Grâce à cet accompagnement, Léa a réduit ses délais de paiement de 30 %. Son expert‑comptable peut désormais importer automatiquement les factures structurées pour la déclaration de TVA en quelques clics, même si elle ne la collecte pas directement.
⚠ Point de vigilance
Les micro‑entrepreneurs non assujettis à la TVA sont tout de même tenus d’émettre des factures électroniques. L’absence d’échéance spécifique ne les dispense pas de se préparer : le PPF leur permettra simplement d’émettre sans mention de TVA.
La grande question reste celle du canal à adopter. Le PPF (outil gratuit de l’État) et les plateformes de dématérialisation partenaires (PDP) poursuivent le même objectif : centraliser et transmettre les données de facturation vers la DGFiP, conformément à l’article 289 du CGI.
| Critère | PPF (Portail Public de Facturation) | PDP (Plateforme Partenaire) |
|---|---|---|
| Accès | Gratuit, via compte FranceConnect | Abonnement selon volume de factures |
| Assistance | Support basique de l’État | Support approfondi, assistance comptable |
| Fonctionnalités | Saisie manuelle ou import PDF/Factur‑X | Automatisation, API, intégration logicielle |
| Archivage sécurisé | Oui, durée légale | Oui + fonctionnalités collaboratives |
| Public cible | Micro‑entrepreneurs à faible volume | Structures avec flux réguliers |
Si vos ventes B2B dépassent quelques dizaines de factures par mois, une plateforme PDP reste préférable pour automatiser la dématérialisation. Pour une micro‑activité, le PPF suffira amplement.
Adopter la facturation électronique ne se résume pas à changer de logiciel. C’est l’occasion de repenser le processus interne : collecte des données, conditions générales, archivage, lien avec la comptabilité et la gestion de la TVA.
Bon réflexe
Mandater un prestataire permet de déléguer le suivi quotidien, tout en restant responsable légalement des données transmises. C’est un atout précieux pour les micro‑entrepreneurs qui manquent de temps ou d’expertise technique.

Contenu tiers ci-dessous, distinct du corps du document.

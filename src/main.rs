use std::sync::Arc;
use std::time::Duration;

use tokio::net::TcpListener;
use tokio::sync::Semaphore;
use tracing::{info, warn};
use tracing_subscriber::EnvFilter;

use staylock::catalog::{Catalog, InMemoryCatalog};
use staylock::config::Config;
use staylock::engine::Engine;
use staylock::notify::NotifyHub;
use staylock::observability::{CONNECTIONS_ACTIVE, CONNECTIONS_REJECTED_TOTAL, CONNECTIONS_TOTAL};
use staylock::{sweeper, wire};

/// How often the compactor checks the WAL append counter.
const COMPACT_CHECK_INTERVAL: Duration = Duration::from_secs(30);

#[tokio::main]
async fn main() -> Result<(), Box<dyn std::error::Error>> {
    tracing_subscriber::fmt()
        .with_env_filter(EnvFilter::try_from_default_env().unwrap_or_else(|_| EnvFilter::new("info")))
        .init();

    let config = Config::from_env()?;
    staylock::observability::init(config.metrics_port);

    let tls_acceptor = staylock::tls::load_tls_acceptor(config.tls.as_ref())?;

    let catalog = match &config.catalog {
        Some(path) => {
            let catalog = InMemoryCatalog::load_json(path)?;
            info!(rooms = catalog.len(), "catalog loaded from {}", path.display());
            catalog
        }
        None => {
            warn!("STAYLOCK_CATALOG not set, starting with an empty room catalog");
            InMemoryCatalog::new()
        }
    };
    let catalog: Arc<dyn Catalog> = Arc::new(catalog);

    std::fs::create_dir_all(&config.data_dir)?;
    let engine = Arc::new(
        Engine::new(config.wal_path(), catalog, Arc::new(NotifyHub::new()))?
            .with_lock_policy(config.lock_policy()),
    );

    tokio::spawn(sweeper::run_completion_sweeper(engine.clone(), config.sweep_interval));
    tokio::spawn(sweeper::run_compactor(
        engine.clone(),
        config.compact_threshold,
        COMPACT_CHECK_INTERVAL,
    ));

    let max_connections = config.max_connections;
    let semaphore = Arc::new(Semaphore::new(max_connections));

    let addr = config.listen_addr();
    let listener = TcpListener::bind(&addr).await?;
    info!("staylock listening on {addr}");
    info!("  data_dir: {}", config.data_dir.display());
    info!("  max_connections: {max_connections}");
    info!("  lock_timeout: {:?}, max_retries: {}", config.lock_timeout, config.max_retries);
    info!("  tls: {}", if tls_acceptor.is_some() { "enabled" } else { "disabled" });
    info!(
        "  metrics: {}",
        config
            .metrics_port
            .map_or("disabled".to_string(), |p| format!("http://0.0.0.0:{p}/metrics"))
    );

    // Stop accepting on SIGTERM/ctrl-c, then drain in-flight connections.
    let shutdown = async {
        let ctrl_c = tokio::signal::ctrl_c();
        #[cfg(unix)]
        {
            let mut sigterm =
                tokio::signal::unix::signal(tokio::signal::unix::SignalKind::terminate())
                    .expect("failed to register SIGTERM handler");
            tokio::select! {
                _ = ctrl_c => {}
                _ = sigterm.recv() => {}
            }
        }
        #[cfg(not(unix))]
        {
            ctrl_c.await.ok();
        }
    };
    tokio::pin!(shutdown);

    loop {
        tokio::select! {
            result = listener.accept() => {
                let (socket, peer) = match result {
                    Ok(conn) => conn,
                    Err(e) => {
                        tracing::error!("accept error: {e}");
                        continue;
                    }
                };

                let Ok(permit) = semaphore.clone().try_acquire_owned() else {
                    warn!("connection limit reached, rejecting {peer}");
                    metrics::counter!(CONNECTIONS_REJECTED_TOTAL).increment(1);
                    drop(socket);
                    continue;
                };

                info!("connection from {peer}");
                metrics::counter!(CONNECTIONS_TOTAL).increment(1);
                metrics::gauge!(CONNECTIONS_ACTIVE).increment(1.0);
                let engine = engine.clone();
                let password = config.password.clone();
                let tls = tls_acceptor.clone();

                tokio::spawn(async move {
                    let _permit = permit;
                    if let Err(e) = wire::process_connection(socket, engine, password, tls).await {
                        tracing::error!("connection error from {peer}: {e}");
                    }
                    metrics::gauge!(CONNECTIONS_ACTIVE).decrement(1.0);
                });
            }
            _ = &mut shutdown => {
                info!("shutdown signal received, stopping accept loop");
                break;
            }
        }
    }

    info!("draining connections...");
    let drain_deadline = tokio::time::sleep(Duration::from_secs(10));
    tokio::pin!(drain_deadline);

    loop {
        if semaphore.available_permits() == max_connections {
            info!("all connections drained");
            break;
        }
        tokio::select! {
            _ = &mut drain_deadline => {
                let remaining = max_connections - semaphore.available_permits();
                warn!("drain timeout, {remaining} connections still open");
                break;
            }
            _ = tokio::time::sleep(Duration::from_millis(100)) => {}
        }
    }

    // Leave a compact log behind so the next start replays quickly.
    if let Err(e) = engine.compact_wal().await {
        warn!("final WAL compaction failed: {e}");
    }
    info!(
        bookings = engine.booking_count(),
        payments = engine.payment_count(),
        "staylock stopped"
    );
    Ok(())
}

La création d’un compte sur le PPF est simple. Chaque utilisateur doit s’authentifier via FranceConnect Pro, puis renseigner son SIREN. Les modèles de factures téléchargés doivent comporter les mentions légales habituelles : identité, prestation, prix, numérotation, mentions de non‑assujettissement à la TVA (« TVA non applicable, art. 293 B du CGI »). Le format structuré Factur‑X est créé automatiquement si vous remplissez les champs du portail.
Même si l’émission est instantanée, la validation par la DGFiP et la notification au client peuvent prendre 24 à 48 heures. D’où l’importance de ne pas attendre la fin du mois pour saisir les factures.
Oui, à condition qu’il puisse produire un fichier structuré (Factur‑X, UBL…). Le PPF intègre déjà cet outil. De nombreux logiciels de comptabilité intègrent aussi cette compatibilité depuis 2024.
Oui. L’article 1984 du Code civil autorise le mandat. Des prestataires comme e‑invoicing.fr peuvent les récupérer et les centraliser pour vous, tout en respectant la conformité légale.
Des sanctions sont prévues par l’article 1737 du CGI : amende par facture non conforme. Au‑delà du risque juridique, surtout, vous ne pourrez plus échanger avec certaines entreprises qui n’acceptent que des flux électroniques certifiés.
La réforme marque un tournant pour la gestion administrative. La micro‑entrepreneur facturation électronique devient le modèle standard de l’économie administrative française. En vous préparant dès aujourd’hui, vous sécurisez vos flux, gagnez du temps et simplifiez vos échanges avec vos clients professionnels.
Plutôt que de subir la contrainte, faites‑en un levier de modernisation. Les outils existent, gratuits ou partenaires, et des experts peuvent vous accompagner.